Assets held in individual retirement accounts topped those in defined contribution plans by 41% at the end of 2016 — coming in at $7.85 trillion in IRAs versus $5.56 trillion in DC plans.
The IRA growth, according to a just-released report by Washington-based Employee Benefit Research Institute, “has been at least partially attributable to rollovers from assets built up in employment-based plans.”
Consequently, “much of the assets from DC plans have ended up in IRAs, where individuals can draw them down to fund their retirement as necessary, or can at least withdraw the assets as required by the required minimum distribution rules,” according to the report, Individual Account Retirement Plans: An Analysis of the 2016 Survey of Consumer Finances.

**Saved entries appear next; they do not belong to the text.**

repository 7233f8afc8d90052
#[cfg(feature = "trace")]
use std::path::Path;
#[cfg(feature = "trace")]
use std::sync::Once;

#[cfg(feature = "trace")]
static INIT: Once = Once::new();

/// Install the global subscriber.
///
/// With `log_dir`, spans and events go to `morphtool-trace.jsonl` there as
/// JSON lines; otherwise they are printed to stderr. `RUST_LOG` overrides
/// the default `morpho_core=debug` filter.
#[cfg(feature = "trace")]
pub fn init_tracing(log_dir: Option<&Path>) {
    use tracing_subscriber::fmt::format::FmtSpan;
    use tracing_subscriber::EnvFilter;

    INIT.call_once(|| {
        let filter = EnvFilter::try_from_default_env()
            .unwrap_or_else(|_| EnvFilter::new("morpho_core=debug"));
        match log_dir {
            Some(dir) => {
                // Blocking writer; every line is on disk before exit.
                let file_appender = tracing_appender::rolling::never(dir, "morphtool-trace.jsonl");
                tracing_subscriber::fmt()
                    .json()
                    .with_writer(file_appender)
                    .with_target(true)
                    .with_span_events(FmtSpan::CLOSE)
                    .with_env_filter(filter)
                    .init();
            }
            None => {
                tracing_subscriber::fmt()
                    .with_writer(std::io::stderr)
                    .with_span_events(FmtSpan::CLOSE)
                    .with_env_filter(filter)
                    .init();
            }
        }
    });
}

#[cfg(not(feature = "trace"))]
pub fn init_tracing(_log_dir: Option<&std::path::Path>) {}
use std::cmp::Ordering;
use std::collections::BinaryHeap;

use tracing::{debug, debug_span, trace};

use crate::dict::Connector;

use super::lattice::{Lattice, NodeId, NodeKind};

/// A complete BOS→EOS segmentation.
#[derive(Debug, Clone, PartialEq, Eq)]
pub struct Path {
    /// Non-sentinel nodes in input order
    pub nodes: Vec<NodeId>,
    /// Sum of emission and connection costs along the path
    pub cost: i64,
}

/// One ranked predecessor edge of a node.
#[derive(Clone, Copy)]
struct Step {
    prev: NodeId,
    /// Connection cost of the edge
    edge: i64,
}

/// A partial path back from EOS, stored as a parent-linked arena entry.
#[derive(Clone, Copy)]
struct Partial {
    node: NodeId,
    /// Entry for the node that follows `node` on the path
    parent: Option<u32>,
    /// Position of `node` in the parent's ranked predecessor list
    rank: u32,
    /// Exact cost of the suffix after `node`, excluding its emission
    realized: i64,
}

#[derive(PartialEq, Eq)]
struct QueueItem {
    key: i64,
    seq: u64,
    partial: u32,
}

// BinaryHeap is a max-heap; smallest key pops first, then the newest entry.
impl Ord for QueueItem {
    fn cmp(&self, other: &Self) -> Ordering {
        other
            .key
            .cmp(&self.key)
            .then_with(|| self.seq.cmp(&other.seq))
    }
}

impl PartialOrd for QueueItem {
    fn partial_cmp(&self, other: &Self) -> Option<Ordering> {
        Some(self.cmp(other))
    }
}

/// Lazy N-best enumerator over a decoded lattice.
///
/// Runs a best-first search from EOS back toward BOS. Each queue entry is
/// keyed by its realized suffix cost plus the forward cost of its frontier
/// node, which is the exact cost of the cheapest completion, so every
/// complete path pops in non-decreasing cost order.
///
/// Predecessors of a node are ranked once by `forward_cost + edge`, stable
/// in end-list order, so rank 0 is the node's Viterbi `best_prev`. They are
/// consumed one rank at a time: popping an entry pushes its next-ranked
/// sibling and then its own best predecessor. Every partial path is pushed
/// exactly once and no segmentation is produced twice. Equal keys pop
/// newest first, so the search follows the best-predecessor chain before
/// trying a tied sibling and the first path is the Viterbi path.
///
/// Each `next()` performs pops until one complete path is found. Dropping
/// the iterator stops the search.
pub struct NBest<'a> {
    lattice: &'a Lattice,
    conn: &'a dyn Connector,
    heap: BinaryHeap<QueueItem>,
    partials: Vec<Partial>,
    /// Ranked predecessors per node, filled on first expansion
    ranked: Vec<Option<Box<[Step]>>>,
    seq: u64,
    yielded: usize,
}

impl<'a> NBest<'a> {
    /// Start an enumeration. The lattice must have run the forward pass.
    pub(crate) fn new(lattice: &'a Lattice, conn: &'a dyn Connector) -> Self {
        let mut nbest = Self {
            lattice,
            conn,
            heap: BinaryHeap::new(),
            partials: Vec::new(),
            ranked: vec![None; lattice.node_count()],
            seq: 0,
            yielded: 0,
        };
        if let Some(eos) = lattice.eos() {
            if let Some(cost) = lattice.node(eos).forward_cost() {
                nbest.push(
                    Partial {
                        node: eos,
                        parent: None,
                        rank: 0,
                        realized: 0,
                    },
                    cost,
                );
            }
        }
        nbest
    }

    fn push(&mut self, partial: Partial, remaining: i64) {
        let idx = self.partials.len() as u32;
        self.partials.push(partial);
        self.heap.push(QueueItem {
            key: partial.realized + remaining,
            seq: self.seq,
            partial: idx,
        });
        self.seq += 1;
    }

    /// Reached predecessors of `id`, cheapest prefix first (stable on ties).
    fn ranked(&mut self, id: NodeId) -> &[Step] {
        let lattice = self.lattice;
        let conn = self.conn;
        self.ranked[id.index()].get_or_insert_with(|| {
            let node = lattice.node(id);
            let mut steps: Vec<(i64, Step)> = lattice
                .end_nodes(node.begin)
                .iter()
                .filter_map(|&prev| {
                    let p = lattice.node(prev);
                    let forward = p.forward_cost()?;
                    let edge = conn.cost(p.right_id, node.left_id) as i64;
                    Some((forward + edge, Step { prev, edge }))
                })
                .collect();
            steps.sort_by_key(|&(key, _)| key);
            steps.into_iter().map(|(_, step)| step).collect()
        })
    }

    /// Push the entry for rank `rank` of `parent_idx`'s predecessors, if any.
    fn push_predecessor(&mut self, parent_idx: u32, rank: u32) {
        let parent = self.partials[parent_idx as usize];
        let Some(&step) = self.ranked(parent.node).get(rank as usize) else {
            return;
        };
        let parent_node = self.lattice.node(parent.node);
        let realized = parent.realized + parent_node.cost as i64 + step.edge;
        let remaining = self
            .lattice
            .node(step.prev)
            .forward_cost()
            .unwrap_or_default();
        self.push(
            Partial {
                node: step.prev,
                parent: Some(parent_idx),
                rank,
                realized,
            },
            remaining,
        );
    }

    /// Walk parent links from the BOS entry, which visits nodes in input order.
    fn materialize(&self, mut idx: u32) -> Path {
        let cost = self.partials[idx as usize].realized;
        let mut nodes = Vec::new();
        loop {
            let p = self.partials[idx as usize];
            if !self.lattice.node(p.node).is_sentinel() {
                nodes.push(p.node);
            }
            match p.parent {
                Some(parent) => idx = parent,
                None => break,
            }
        }
        Path { nodes, cost }
    }
}

impl Iterator for NBest<'_> {
    type Item = Path;

    fn next(&mut self) -> Option<Path> {
        let _span = debug_span!("nbest", rank = self.yielded).entered();
        while let Some(item) = self.heap.pop() {
            let partial = self.partials[item.partial as usize];
            if let Some(parent) = partial.parent {
                self.push_predecessor(parent, partial.rank + 1);
            }
            if self.lattice.node(partial.node).kind == NodeKind::Bos {
                let path = self.materialize(item.partial);
                self.yielded += 1;
                debug!(cost = path.cost, len = path.nodes.len(), queue = self.heap.len());
                return Some(path);
            }
            self.push_predecessor(item.partial, 0);
            trace!(key = item.key, queue = self.heap.len());
        }
        None
    }
}
//! Dictionary and connection-matrix services consumed by the analyzer.
//!
//! `TrieDictionary` maps surface strings to word entries through an FST and
//! answers common-prefix queries. `ConnectionMatrix` holds the context-id
//! bigram costs used to score adjacent morphemes.

pub mod connection;
mod connection_io;
mod entry;
mod trie_dict;
mod trie_dict_io;

pub use connection::{ConnectionMatrix, Connector};
pub use entry::{DictRecord, WordEntry, WordMatch};
pub use trie_dict::TrieDictionary;

use std::io;

/// Error type for building and loading dictionaries and connection matrices.
#[derive(Debug, thiserror::Error)]
pub enum DictError {
    #[error("IO error: {0}")]
    Io(#[from] io::Error),

    #[error("FST error: {0}")]
    Fst(#[from] fst::Error),

    #[error("parse error at line {line}: {reason}")]
    Parse { line: usize, reason: String },

    #[error("empty surface at line {0}")]
    EmptySurface(usize),
}

impl DictError {
    pub(crate) fn parse(line: usize, reason: impl Into<String>) -> Self {
        DictError::Parse {
            line,
            reason: reason.into(),
        }
    }
}

/// Read-only morpheme lookup service.
///
/// Implementations are shared across concurrent analyses and are never
/// mutated by the analyzer.
pub trait Dictionary: Send + Sync {
    /// Append every entry whose surface is a prefix of `query` to `out`.
    ///
    /// Matches are appended shortest surface first; entries sharing a surface
    /// keep their insertion order. An empty result is valid.
    fn common_prefix_search(&self, query: &str, out: &mut Vec<WordMatch>);

    /// Feature string (part of speech, reading, ...) of a word.
    fn feature(&self, word_id: u32) -> &str;
}
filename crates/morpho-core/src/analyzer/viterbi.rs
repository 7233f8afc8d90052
use tracing::{debug, debug_span, warn};

use crate::dict::Connector;

use super::lattice::{Lattice, NodeId, UNREACHED};
use super::AnalysisError;

/// Forward pass: minimum cost from BOS to every reachable node.
///
/// One left-to-right sweep over begin positions. Every predecessor of a node
/// starting at `p` ends at `p` and was finalized earlier in the sweep. Among
/// equal-cost predecessors the first one in end-list order wins.
///
/// Returns the best total cost (the forward cost of EOS).
pub(crate) fn forward(lattice: &mut Lattice, conn: &dyn Connector) -> Result<i64, AnalysisError> {
    let char_count = lattice.char_count();
    let _span = debug_span!("forward", char_count).entered();
    let bos = lattice.bos();
    let Lattice {
        nodes,
        begin_nodes,
        end_nodes,
        ..
    } = lattice;

    nodes[bos.index()].forward_cost = 0;

    for pos in 0..=char_count {
        for &id in &begin_nodes[pos] {
            let left_id = nodes[id.index()].left_id;
            let mut best: Option<(i64, NodeId)> = None;
            for &prev in &end_nodes[pos] {
                let p = &nodes[prev.index()];
                if p.forward_cost == UNREACHED {
                    continue;
                }
                let cost = p.forward_cost + conn.cost(p.right_id, left_id) as i64;
                if best.map_or(true, |(b, _)| cost < b) {
                    best = Some((cost, prev));
                }
            }
            if let Some((cost, prev)) = best {
                let node = &mut nodes[id.index()];
                node.forward_cost = cost + node.cost as i64;
                node.best_prev = Some(prev);
            }
        }
    }

    lattice.state.forward = true;
    let eos = lattice
        .eos()
        .ok_or(AnalysisError::DisconnectedLattice {
            position: char_count,
        })?;
    match lattice.node(eos).forward_cost() {
        Some(total) => {
            debug!(best_cost = total);
            Ok(total)
        }
        None => {
            warn!("EOS unreachable after forward pass");
            Err(AnalysisError::DisconnectedLattice {
                position: char_count,
            })
        }
    }
}

/// Backward pass: minimum cost from every node to EOS, inclusive of the
/// node's own emission.
///
/// Mirror of `forward`: a right-to-left sweep over end positions. Successors
/// of a node ending at `p` begin at `p` and end after it (or are EOS), so they
/// are final by the time `p` is visited.
pub(crate) fn backward(lattice: &mut Lattice, conn: &dyn Connector) -> Result<(), AnalysisError> {
    let char_count = lattice.char_count();
    let _span = debug_span!("backward", char_count).entered();
    let eos = lattice
        .eos()
        .ok_or(AnalysisError::DisconnectedLattice {
            position: char_count,
        })?;
    let Lattice {
        nodes,
        begin_nodes,
        end_nodes,
        ..
    } = lattice;

    nodes[eos.index()].backward_cost = 0;

    for pos in (0..=char_count).rev() {
        for &id in &end_nodes[pos] {
            let right_id = nodes[id.index()].right_id;
            let mut best: Option<i64> = None;
            for &next in &begin_nodes[pos] {
                let s = &nodes[next.index()];
                if s.backward_cost == UNREACHED {
                    continue;
                }
                let cost = conn.cost(right_id, s.left_id) as i64 + s.backward_cost;
                if best.map_or(true, |b| cost < b) {
                    best = Some(cost);
                }
            }
            if let Some(cost) = best {
                let node = &mut nodes[id.index()];
                node.backward_cost = cost + node.cost as i64;
            }
        }
    }

    lattice.state.backward = true;
    debug!(bos_backward = ?lattice.node(lattice.bos()).backward_cost());
    Ok(())
}

/// Follow best-predecessor links from EOS back to BOS.
///
/// Returns the non-sentinel nodes of the best path in input order, or `None`
/// when the forward pass has not run or EOS was not reached.
pub fn best_path(lattice: &Lattice) -> Option<Vec<NodeId>> {
    if !lattice.has_forward() {
        return None;
    }
    let eos = lattice.eos()?;
    lattice.node(eos).forward_cost()?;

    let mut path = Vec::new();
    let mut cur = lattice.node(eos).best_prev();
    while let Some(id) = cur {
        let node = lattice.node(id);
        if node.is_sentinel() {
            break;
        }
        path.push(id);
        cur = node.best_prev();
    }
    path.reverse();
    Some(path)
}

/// Node posteriors by forward-backward over `exp(-cost / theta)`.
///
/// `marginals[i]` is the probability that node `i` lies on a segmentation
/// drawn from the lattice's Gibbs distribution. Sentinels get 1.0, nodes that
/// cannot reach both ends get 0.0.
pub(crate) fn marginals(lattice: &mut Lattice, conn: &dyn Connector, theta: f64) {
    let char_count = lattice.char_count();
    let _span = debug_span!("marginals", char_count, theta).entered();
    let Some(eos) = lattice.eos() else {
        return;
    };
    let count = lattice.node_count();
    let scale = 1.0 / theta;
    let mut alpha = vec![f64::NEG_INFINITY; count];
    let mut beta = vec![f64::NEG_INFINITY; count];
    let nodes = &lattice.nodes;

    alpha[lattice.bos().index()] = 0.0;
    for pos in 0..=char_count {
        for &id in &lattice.begin_nodes[pos] {
            let n = &nodes[id.index()];
            let mut acc = f64::NEG_INFINITY;
            for &prev in &lattice.end_nodes[pos] {
                let p = &nodes[prev.index()];
                let edge = -(conn.cost(p.right_id, n.left_id) as f64) * scale;
                acc = log_sum_exp(acc, alpha[prev.index()] + edge);
            }
            alpha[id.index()] = acc - n.cost as f64 * scale;
        }
    }

    beta[eos.index()] = 0.0;
    for pos in (0..=char_count).rev() {
        for &id in &lattice.end_nodes[pos] {
            let n = &nodes[id.index()];
            let mut acc = f64::NEG_INFINITY;
            for &next in &lattice.begin_nodes[pos] {
                let s = &nodes[next.index()];
                let edge = -(conn.cost(n.right_id, s.left_id) as f64) * scale;
                acc = log_sum_exp(acc, beta[next.index()] + edge);
            }
            beta[id.index()] = acc - n.cost as f64 * scale;
        }
    }

    let z = alpha[eos.index()];
    let probs: Vec<f64> = nodes
        .iter()
        .enumerate()
        .map(|(i, n)| {
            if alpha[i] == f64::NEG_INFINITY || beta[i] == f64::NEG_INFINITY {
                return 0.0;
            }
            // alpha and beta both include the node's own emission.
            (alpha[i] + beta[i] + n.cost as f64 * scale - z).exp()
        })
        .collect();
    lattice.marginals = probs;
}

fn log_sum_exp(a: f64, b: f64) -> f64 {
    if a == f64::NEG_INFINITY {
        return b;
    }
    if b == f64::NEG_INFINITY {
        return a;
    }
    let (hi, lo) = if a > b { (a, b) } else { (b, a) };
    hi + (lo - hi).exp().ln_1p()
}
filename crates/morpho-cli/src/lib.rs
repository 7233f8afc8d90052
pub mod commands;
pub mod trace_init;
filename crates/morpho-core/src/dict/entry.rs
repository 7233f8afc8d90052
use serde::{Deserialize, Serialize};

/// A dictionary word as seen by the lattice builder.
#[derive(Debug, Clone, Copy, PartialEq, Eq, Serialize, Deserialize)]
pub struct WordEntry {
    /// Handle into the dictionary's feature table
    pub word_id: u32,
    /// Emission cost (lower = more preferred)
    pub cost: i16,
    /// Left context id
    pub left_id: u16,
    /// Right context id
    pub right_id: u16,
}

/// One hit of a common-prefix search.
#[derive(Debug, Clone, Copy, PartialEq, Eq)]
pub struct WordMatch {
    /// Surface length in chars
    pub len: usize,
    pub entry: WordEntry,
}

/// Source record used to build a `TrieDictionary`.
#[derive(Debug, Clone, PartialEq, Eq, Serialize, Deserialize)]
pub struct DictRecord {
    pub surface: String,
    pub cost: i16,
    pub left_id: u16,
    pub right_id: u16,
    pub feature: String,
}
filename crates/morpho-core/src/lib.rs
pub mod analyzer;
pub mod dict;
pub mod settings;
pub mod unicode;
pub mod unknown;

The percentage of families who owned either an IRA or a Keogh plan increased in 2016 to 29.9% from 28.1% in 2013 and 28% in 2010, the report states, noting that this ownership rate was near the 2007 level of 30.6% but below the peak level of 31.4% in 2001.
Ownership of an IRA/Keogh increased with family income, the family head’s educational level, and the family’s net worth, according to the report: Of families with less than $10,000 a year in income, 5.2% owned an IRA/Keogh in 2016, compared with 59.3% of families with income of $100,000 or more.
EBRI notes that its survey is based on findings from the Federal Reserve’s triennial survey of wealth, the Survey of Consumer Finances.